JTC awards contract under new solar leasing model
SINGAPORE — In a move aimed at encouraging more building owners to install rooftop solar panels, JTC yesterday awarded a contract that will allow the solar energy generated at 27 of its buildings to be fully exported to the national power grid.
SINGAPORE — In a move aimed at encouraging more building owners to install rooftop solar panels, JTC yesterday awarded a contract that will allow the solar energy generated at 27 of its buildings to be fully exported to the national power grid.
The new solar leasing model offers greater flexibility to building owners, who can make money from unused space on their rooftops even if the occupants of the properties do not tap the renewable resource. This is a departure from existing leasing models in Singapore, which may be more suited for building owners that want to generate solar energy for their own use, said industrial landlord JTC.
Under the existing models, excess solar power may be channelled to the grid. Under the 15-year contract with clean energy firm Sun Electric, worth about S$2.7 million, JTC will charge the firm monthly rentals for rooftop spaces that are pegged to market prices of electricity.
Sun Electric will supply, install and maintain the solar panels, which will generate up to 5 megawatt-peak (MWp) of electricity and be ready within a year. It will own all the power generated by the solar panels, which will occupy 43,000 sqm, about the size of six football fields.
The occupants of JTC’s 27 buildings involved — which include those in Biopolis and JTC’s Launch Pad@one-north — may continue buying electricity from their existing suppliers.
The power from solar panels can be sold by Sun Electric to larger users elsewhere, such as businesses that want to adopt clean energy but whose buildings do not have roof space.
Under the contract, JTC may include more of its properties, such as the future JTC FoodHub @ Senoko for solar-panel installation. JTC may also call a new tender if it feels the market in future has matured, with more players able to support such a solar leasing model.
The new model overcomes obstacles that lessees had raised in previous discussions with JTC. They said solar power supply was intermittent in nature and could not be used for key manufacturing operations without substantial alterations to infrastructure. Their property leases may be shorter than the solar contract period, and power generated during non-operating hours would be wasted.

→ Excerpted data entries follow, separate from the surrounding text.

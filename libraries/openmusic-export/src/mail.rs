/// Outbound mail for delivered exports
use crate::error::MailError;
use async_trait::async_trait;
use lettre::{
    message::{header::ContentType, Attachment, Mailbox, MultiPart, SinglePart},
    transport::smtp::authentication::Credentials,
    Address, AsyncSmtpTransport, AsyncTransport, Message, Tokio1Executor,
};
use serde::Deserialize;

/// One export email with its JSON attachment
#[derive(Debug, Clone, PartialEq, Eq)]
pub struct ExportMail {
    pub to: String,
    pub subject: String,
    pub body: String,
    pub attachment_name: String,
    pub attachment: Vec<u8>,
}

/// Sends export mails
#[cfg_attr(test, mockall::automock)]
#[async_trait]
pub trait MailTransport: Send + Sync {
    async fn send(&self, mail: ExportMail) -> Result<(), MailError>;
}

/// Check that `email` is a syntactically valid address
pub fn validate_email(email: &str) -> Result<(), MailError> {
    email
        .parse::<Address>()
        .map(|_| ())
        .map_err(|e| MailError::InvalidAddress(format!("{}: {}", email, e)))
}

/// SMTP relay settings
#[derive(Debug, Clone, Deserialize)]
pub struct SmtpSettings {
    pub host: String,
    pub port: u16,
    pub username: Option<String>,
    pub password: Option<String>,
    /// Sender mailbox, e.g. `OpenMusic <noreply@example.com>`
    pub from: String,
    /// Upgrade the connection with STARTTLS
    #[serde(default)]
    pub starttls: bool,
}

/// Mail transport over an SMTP relay
pub struct SmtpMailer {
    transport: AsyncSmtpTransport<Tokio1Executor>,
    from: Mailbox,
}

impl SmtpMailer {
    pub fn new(settings: &SmtpSettings) -> Result<Self, MailError> {
        let builder = if settings.starttls {
            AsyncSmtpTransport::<Tokio1Executor>::starttls_relay(&settings.host)
                .map_err(|e| MailError::Transport(e.to_string()))?
        } else {
            AsyncSmtpTransport::<Tokio1Executor>::builder_dangerous(&settings.host)
        };

        let mut builder = builder.port(settings.port);
        if let (Some(username), Some(password)) = (&settings.username, &settings.password) {
            builder = builder.credentials(Credentials::new(username.clone(), password.clone()));
        }

        let from = settings
            .from
            .parse::<Mailbox>()
            .map_err(|e| MailError::InvalidAddress(format!("{}: {}", settings.from, e)))?;

        Ok(Self {
            transport: builder.build(),
            from,
        })
    }

    fn build_message(&self, mail: ExportMail) -> Result<Message, MailError> {
        let to = mail
            .to
            .parse::<Mailbox>()
            .map_err(|e| MailError::InvalidAddress(format!("{}: {}", mail.to, e)))?;

        let content_type =
            ContentType::parse("application/json").map_err(|e| MailError::Build(e.to_string()))?;
        let attachment = Attachment::new(mail.attachment_name).body(mail.attachment, content_type);

        Message::builder()
            .from(self.from.clone())
            .to(to)
            .subject(mail.subject)
            .multipart(
                MultiPart::mixed()
                    .singlepart(SinglePart::plain(mail.body))
                    .singlepart(attachment),
            )
            .map_err(|e| MailError::Build(e.to_string()))
    }
}

#[async_trait]
impl MailTransport for SmtpMailer {
    async fn send(&self, mail: ExportMail) -> Result<(), MailError> {
        let message = self.build_message(mail)?;

        self.transport.send(message).await.map_err(|e| {
            if e.is_permanent() {
                MailError::Rejected(e.to_string())
            } else {
                MailError::Transport(e.to_string())
            }
        })?;

        Ok(())
    }
}
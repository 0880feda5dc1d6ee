/// Turns one queued export job into a sent email
use crate::mail::{validate_email, ExportMail, MailTransport};
use async_trait::async_trait;
use openmusic_core::{ExportJob, PlaylistExport, PlaylistId};

/// Where the worker reads playlist state from
#[cfg_attr(test, mockall::automock)]
#[async_trait]
pub trait SnapshotSource: Send + Sync {
    /// Current playlist and songs, `None` if the playlist is gone
    async fn load_snapshot(&self, playlist_id: &PlaylistId) -> openmusic_core::Result<Option<PlaylistExport>>;

    /// Explicit target email, else the requester's stored address
    async fn resolve_recipient(&self, job: &ExportJob) -> openmusic_core::Result<Option<String>>;
}

/// Result of processing one delivery
#[derive(Debug, Clone, PartialEq, Eq)]
pub enum Outcome {
    /// Mail accepted by the relay
    Delivered,
    /// Transient failure; worth one more attempt
    Retry(String),
    /// Can never succeed; goes straight to the dead-letter queue
    DeadLetter(String),
}

pub const ATTACHMENT_NAME: &str = "playlists.json";

pub struct ExportProcessor<S, M> {
    source: S,
    mailer: M,
}

impl<S: SnapshotSource, M: MailTransport> ExportProcessor<S, M> {
    pub fn new(source: S, mailer: M) -> Self {
        Self { source, mailer }
    }

    /// Process a raw queue payload
    ///
    /// Playlist state is read at processing time, so the email reflects the
    /// playlist as it is now rather than when the export was requested.
    pub async fn process(&self, payload: &[u8]) -> Outcome {
        let job = match ExportJob::from_bytes(payload) {
            Ok(job) => job,
            Err(e) => {
                tracing::warn!(error = %e, "Malformed export job");
                return Outcome::DeadLetter(format!("malformed payload: {}", e));
            }
        };

        let outcome = self.process_job(&job).await;
        match &outcome {
            Outcome::Delivered => {
                tracing::info!(playlist_id = %job.playlist_id, requester_id = %job.requester_id, "Export delivered");
            }
            Outcome::Retry(reason) => {
                tracing::warn!(playlist_id = %job.playlist_id, reason, "Export failed, retryable");
            }
            Outcome::DeadLetter(reason) => {
                tracing::error!(playlist_id = %job.playlist_id, reason, "Export failed permanently");
            }
        }
        outcome
    }

    async fn process_job(&self, job: &ExportJob) -> Outcome {
        let snapshot = match self.source.load_snapshot(&job.playlist_id).await {
            Ok(Some(snapshot)) => snapshot,
            Ok(None) => return Outcome::DeadLetter("playlist no longer exists".into()),
            Err(e) => return Outcome::Retry(format!("loading playlist: {}", e)),
        };

        let recipient = match self.source.resolve_recipient(job).await {
            Ok(Some(recipient)) => recipient,
            Ok(None) => return Outcome::DeadLetter("no recipient address".into()),
            Err(e) => return Outcome::Retry(format!("resolving recipient: {}", e)),
        };
        if let Err(e) = validate_email(&recipient) {
            return Outcome::DeadLetter(e.to_string());
        }

        let attachment = match snapshot.to_attachment() {
            Ok(bytes) => bytes,
            Err(e) => return Outcome::DeadLetter(format!("rendering attachment: {}", e)),
        };

        let mail = ExportMail {
            to: recipient,
            subject: format!("Playlist export: {}", snapshot.playlist.name),
            body: format!(
                "Your export of \"{}\" ({} songs) is attached.",
                snapshot.playlist.name,
                snapshot.playlist.songs.len()
            ),
            attachment_name: ATTACHMENT_NAME.to_string(),
            attachment,
        };

        match self.mailer.send(mail).await {
            Ok(()) => Outcome::Delivered,
            Err(e) if e.is_permanent() => Outcome::DeadLetter(e.to_string()),
            Err(e) => Outcome::Retry(e.to_string()),
        }
    }
}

The cost of electricity from traditional energy sources has also been low, said Mr Mark Koh, JTC’s director of facilities and estate management.
Under the new leasing model, solar energy users do not need to change their infrastructure and may enjoy discounted solar power. Solar-generation companies no longer need to limit their customers to the building owners and occupants that their solar panels sit atop.

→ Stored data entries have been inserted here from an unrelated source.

/// Core error types for OpenMusic
use thiserror::Error;

/// Result type alias using `MusicError`
pub type Result<T> = std::result::Result<T, MusicError>;

/// Core error type for OpenMusic
///
/// The first five variants are the taxonomy the request layer maps to
/// user-visible statuses. `Database` and `Serialization` are internal
/// failures and are never shown to clients verbatim.
#[derive(Error, Debug)]
pub enum MusicError {
    /// Malformed or missing input
    #[error("Invalid argument: {0}")]
    InvalidArgument(String),

    /// Entity not found
    #[error("{0}")]
    NotFound(String),

    /// Principal is not allowed to perform the operation
    #[error("{0}")]
    Forbidden(String),

    /// Uniqueness violation or duplicate operation
    #[error("{0}")]
    Conflict(String),

    /// A dependency (queue broker, mail relay) is unreachable
    #[error("Service unavailable: {0}")]
    Unavailable(String),

    /// Database errors (for storage implementations)
    #[error("Database error: {0}")]
    Database(String),

    /// Serialization errors
    #[error(transparent)]
    Serialization(#[from] serde_json::Error),
}

impl MusicError {
    /// Create an invalid argument error
    pub fn invalid_argument(msg: impl Into<String>) -> Self {
        Self::InvalidArgument(msg.into())
    }

    /// Create a not found error
    pub fn not_found(msg: impl Into<String>) -> Self {
        Self::NotFound(msg.into())
    }

    /// Create a forbidden error
    pub fn forbidden(msg: impl Into<String>) -> Self {
        Self::Forbidden(msg.into())
    }

    /// Create a conflict error
    pub fn conflict(msg: impl Into<String>) -> Self {
        Self::Conflict(msg.into())
    }

    /// Create an unavailable error
    pub fn unavailable(msg: impl Into<String>) -> Self {
        Self::Unavailable(msg.into())
    }

    /// Replace a store-level uniqueness violation with a domain message
    ///
    /// Races between the existence check and the insert surface from the
    /// store as `Conflict`; callers use this to keep the message specific.
    #[must_use]
    pub fn with_conflict_message(self, msg: impl Into<String>) -> Self {
        match self {
            Self::Conflict(_) => Self::Conflict(msg.into()),
            other => other,
        }
    }
}

#[cfg(feature = "sqlx-support")]
impl From<sqlx::Error> for MusicError {
    fn from(err: sqlx::Error) -> Self {
        match &err {
            sqlx::Error::Database(db) if db.is_unique_violation() => {
                Self::Conflict(format!("Duplicate entry: {}", db.message()))
            }
            _ => Self::Database(err.to_string()),
        }
    }
}

#[cfg(test)]
mod tests {
    use super::*;

    #[test]
    fn conflict_message_is_replaced() {
        let err = MusicError::conflict("UNIQUE constraint failed").with_conflict_message("Song already in playlist");
        assert_eq!(err.to_string(), "Song already in playlist");
    }

    #[test]
    fn other_errors_keep_their_message() {
        let err = MusicError::not_found("Playlist not found").with_conflict_message("ignored");
        assert!(matches!(err, MusicError::NotFound(ref m) if m == "Playlist not found"));
    }
}
/// Playlists API routes
use crate::{error::Result, middleware::AuthenticatedUser, state::AppState};
use axum::{
    extract::{Path, State},
    http::StatusCode,
    Json,
};
use openmusic_core::{ActivityEntry, PlaylistDetail, PlaylistId, PlaylistSummary, SongId};
use serde::{Deserialize, Serialize};
use serde_json::json;

#[derive(Debug, Deserialize)]
pub struct CreatePlaylistRequest {
    pub name: String,
}

#[derive(Debug, Deserialize)]
#[serde(rename_all = "camelCase")]
pub struct SongRequest {
    pub song_id: String,
}

#[derive(Debug, Serialize)]
#[serde(rename_all = "camelCase")]
pub struct ActivitiesResponse {
    pub playlist_id: PlaylistId,
    pub activities: Vec<ActivityEntry>,
}

/// GET /api/playlists
/// Playlists the authenticated user owns or collaborates on
pub async fn list_playlists(
    State(app_state): State<AppState>,
    auth: AuthenticatedUser,
) -> Result<Json<Vec<PlaylistSummary>>> {
    let playlists = app_state.playlists.list_playlists(auth.user_id()).await?;
    Ok(Json(playlists))
}

/// POST /api/playlists
pub async fn create_playlist(
    State(app_state): State<AppState>,
    auth: AuthenticatedUser,
    Json(req): Json<CreatePlaylistRequest>,
) -> Result<(StatusCode, Json<serde_json::Value>)> {
    let playlist_id = app_state
        .playlists
        .create_playlist(&req.name, auth.user_id())
        .await?;
    Ok((StatusCode::CREATED, Json(json!({ "playlistId": playlist_id }))))
}

/// DELETE /api/playlists/:id
/// Owner only
pub async fn delete_playlist(
    Path(id): Path<String>,
    State(app_state): State<AppState>,
    auth: AuthenticatedUser,
) -> Result<Json<serde_json::Value>> {
    let playlist_id = app_state
        .playlists
        .delete_playlist(&PlaylistId::new(id), auth.user_id())
        .await?;
    Ok(Json(json!({ "playlistId": playlist_id })))
}

/// GET /api/playlists/:id/songs
pub async fn list_songs(
    Path(id): Path<String>,
    State(app_state): State<AppState>,
    auth: AuthenticatedUser,
) -> Result<Json<PlaylistDetail>> {
    let detail = app_state
        .playlists
        .list_songs(&PlaylistId::new(id), auth.user_id())
        .await?;
    Ok(Json(detail))
}

/// POST /api/playlists/:id/songs
pub async fn add_song(
    Path(id): Path<String>,
    State(app_state): State<AppState>,
    auth: AuthenticatedUser,
    Json(req): Json<SongRequest>,
) -> Result<(StatusCode, Json<serde_json::Value>)> {
    let link_id = app_state
        .playlists
        .add_song(&PlaylistId::new(id), &SongId::new(req.song_id), auth.user_id())
        .await?;
    Ok((StatusCode::CREATED, Json(json!({ "id": link_id }))))
}

/// DELETE /api/playlists/:id/songs
pub async fn remove_song(
    Path(id): Path<String>,
    State(app_state): State<AppState>,
    auth: AuthenticatedUser,
    Json(req): Json<SongRequest>,
) -> Result<Json<serde_json::Value>> {
    let link_id = app_state
        .playlists
        .remove_song(&PlaylistId::new(id), &SongId::new(req.song_id), auth.user_id())
        .await?;
    Ok(Json(json!({ "id": link_id })))
}

/// GET /api/playlists/:id/activities
pub async fn list_activities(
    Path(id): Path<String>,
    State(app_state): State<AppState>,
    auth: AuthenticatedUser,
) -> Result<Json<ActivitiesResponse>> {
    let playlist_id = PlaylistId::new(id);
    let activities = app_state
        .playlists
        .list_activities(&playlist_id, auth.user_id())
        .await?;
    Ok(Json(ActivitiesResponse {
        playlist_id,
        activities,
    }))
}
/// Request middleware
pub mod auth;

pub use auth::{auth_middleware, AuthenticatedUser};
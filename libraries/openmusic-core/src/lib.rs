//! OpenMusic Core
//!
//! Shared domain types and error handling for the OpenMusic services.
//!
//! This crate provides the building blocks used by both the request-serving
//! server and the export worker, which share no memory and only agree on
//! these types and the queue wire format.
//!
//! # Architecture
//!
//! The core crate defines:
//! - **Identifiers**: `PlaylistId`, `SongId`, `UserId`, `AlbumId`
//! - **Domain Types**: `Playlist`, `PlaylistRole`, `ActivityAction`, `LikesCount`
//! - **Wire Types**: `ExportJob` (the durable-queue message) and `PlaylistExport`
//! - **Error Handling**: Unified `MusicError` and `Result` types
//!
//! # Example
//!
//! ```rust
//! use openmusic_core::types::{ExportJob, PlaylistId, UserId};
//!
//! let job = ExportJob::new(
//!     PlaylistId::new("playlist-1"),
//!     UserId::new("user-1"),
//!     Some("listener@example.com".to_string()),
//! );
//! let bytes = job.to_bytes().unwrap();
//! assert_eq!(ExportJob::from_bytes(&bytes).unwrap().playlist_id, job.playlist_id);
//! ```

#![forbid(unsafe_code)]
#![warn(missing_docs)]

pub mod error;
pub mod types;

// Re-export commonly used types
pub use error::{MusicError, Result};

pub use types::{
    ActivityAction, ActivityEntry, AlbumId, CollaborationId, ExportJob, ExportedPlaylist,
    LikesCount, Playlist, PlaylistDetail, PlaylistExport, PlaylistId, PlaylistRole,
    PlaylistSummary, SongId, SongSummary, UserId,
};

Sun Electric chief executive Matthew Peloso said its platform, called SolarSpace, allows buildings to sign up and sell power to any electricity consumer connected on the national power grid. “Today, a number of Reits (real estate investment trusts) see the benefit in this programme, and we are developing solar-power projects on industrial rooftops from Changi to Tuas,” he said.

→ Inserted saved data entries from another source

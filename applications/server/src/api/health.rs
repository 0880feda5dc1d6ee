/// Health check API routes
use crate::state::AppState;
use axum::{extract::State, Json};
use openmusic_cache::CacheHealth;
use openmusic_export::LinkState;
use serde::Serialize;

#[derive(Debug, Serialize)]
pub struct HealthResponse {
    pub status: String,
    pub version: String,
    pub cache: CacheHealth,
    /// Export broker link, `null` when no broker is configured
    pub export: Option<LinkState>,
}

/// GET /api/health - Health check endpoint
///
/// A degraded cache still reports `ok`: results stay correct, only slower.
pub async fn health(State(app_state): State<AppState>) -> Json<HealthResponse> {
    Json(HealthResponse {
        status: "ok".to_string(),
        version: env!("CARGO_PKG_VERSION").to_string(),
        cache: app_state.cache.health(),
        export: app_state.exports.link_state(),
    })
}
/// In-process fallback cache
use lru::LruCache;
use parking_lot::Mutex;
use std::num::NonZeroUsize;
use std::time::Duration;
use tokio::time::Instant;

#[derive(Debug, Clone)]
struct LocalEntry {
    value: String,
    expires_at: Instant,
}

/// Bounded LRU map whose entries carry their own TTL
///
/// Shared process-wide. The lock is held only for the map operation itself,
/// never across an await.
pub struct LocalCache {
    entries: Mutex<LruCache<String, LocalEntry>>,
}

impl LocalCache {
    pub fn new(capacity: NonZeroUsize) -> Self {
        Self {
            entries: Mutex::new(LruCache::new(capacity)),
        }
    }

    /// Get a live value, evicting it if it has expired
    pub fn get(&self, key: &str) -> Option<String> {
        let mut entries = self.entries.lock();
        let now = Instant::now();

        match entries.get(key) {
            Some(entry) if entry.expires_at > now => Some(entry.value.clone()),
            Some(_) => {
                entries.pop(key);
                None
            }
            None => None,
        }
    }

    pub fn set(&self, key: &str, value: &str, ttl: Duration) {
        let entry = LocalEntry {
            value: value.to_string(),
            expires_at: Instant::now() + ttl,
        };
        self.entries.lock().put(key.to_string(), entry);
    }

    pub fn delete(&self, key: &str) {
        self.entries.lock().pop(key);
    }

    /// Number of stored entries, including expired ones not yet evicted
    #[cfg(test)]
    fn len(&self) -> usize {
        self.entries.lock().len()
    }

    #[cfg(test)]
    fn is_empty(&self) -> bool {
        self.len() == 0
    }
}

#[cfg(test)]
mod tests {
    use super::*;

    fn cache(capacity: usize) -> LocalCache {
        LocalCache::new(NonZeroUsize::new(capacity).unwrap())
    }

    #[tokio::test]
    async fn set_get_delete() {
        let local = cache(8);
        local.set("album:likes:1", "3", Duration::from_secs(60));
        assert_eq!(local.get("album:likes:1").as_deref(), Some("3"));

        local.delete("album:likes:1");
        assert_eq!(local.get("album:likes:1"), None);
    }

    #[tokio::test(start_paused = true)]
    async fn entries_expire_after_ttl() {
        let local = cache(8);
        local.set("k", "v", Duration::from_secs(30));

        tokio::time::advance(Duration::from_secs(29)).await;
        assert_eq!(local.get("k").as_deref(), Some("v"));

        tokio::time::advance(Duration::from_secs(2)).await;
        assert_eq!(local.get("k"), None);
        assert!(local.is_empty());
    }

    #[tokio::test]
    async fn least_recently_used_entry_is_evicted() {
        let local = cache(2);
        local.set("a", "1", Duration::from_secs(60));
        local.set("b", "2", Duration::from_secs(60));
        assert!(local.get("a").is_some());

        local.set("c", "3", Duration::from_secs(60));

        assert_eq!(local.get("b"), None);
        assert_eq!(local.get("a").as_deref(), Some("1"));
        assert_eq!(local.len(), 2);
    }
}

Sun Electric’s electricity prices are typically 10 to 20 per cent lower than the tariff rate in Singapore, added Dr Peloso.
JTC chief executive Png Cheong Boon said: “By leading the way with this new ... model, we also hope to encourage more solar installations in Singapore, since building owners will now be able to generate revenue from the use of their roof space, regardless of their own energy demands.”
Singapore’s solar energy deployment is now about 130MWp, and Deputy Prime Minister Teo Chee Hean said this month that the plan is to have more than 1 gigawatt-peak after 2020, which will represent about 15 per cent of electrical power demand at peak during the day.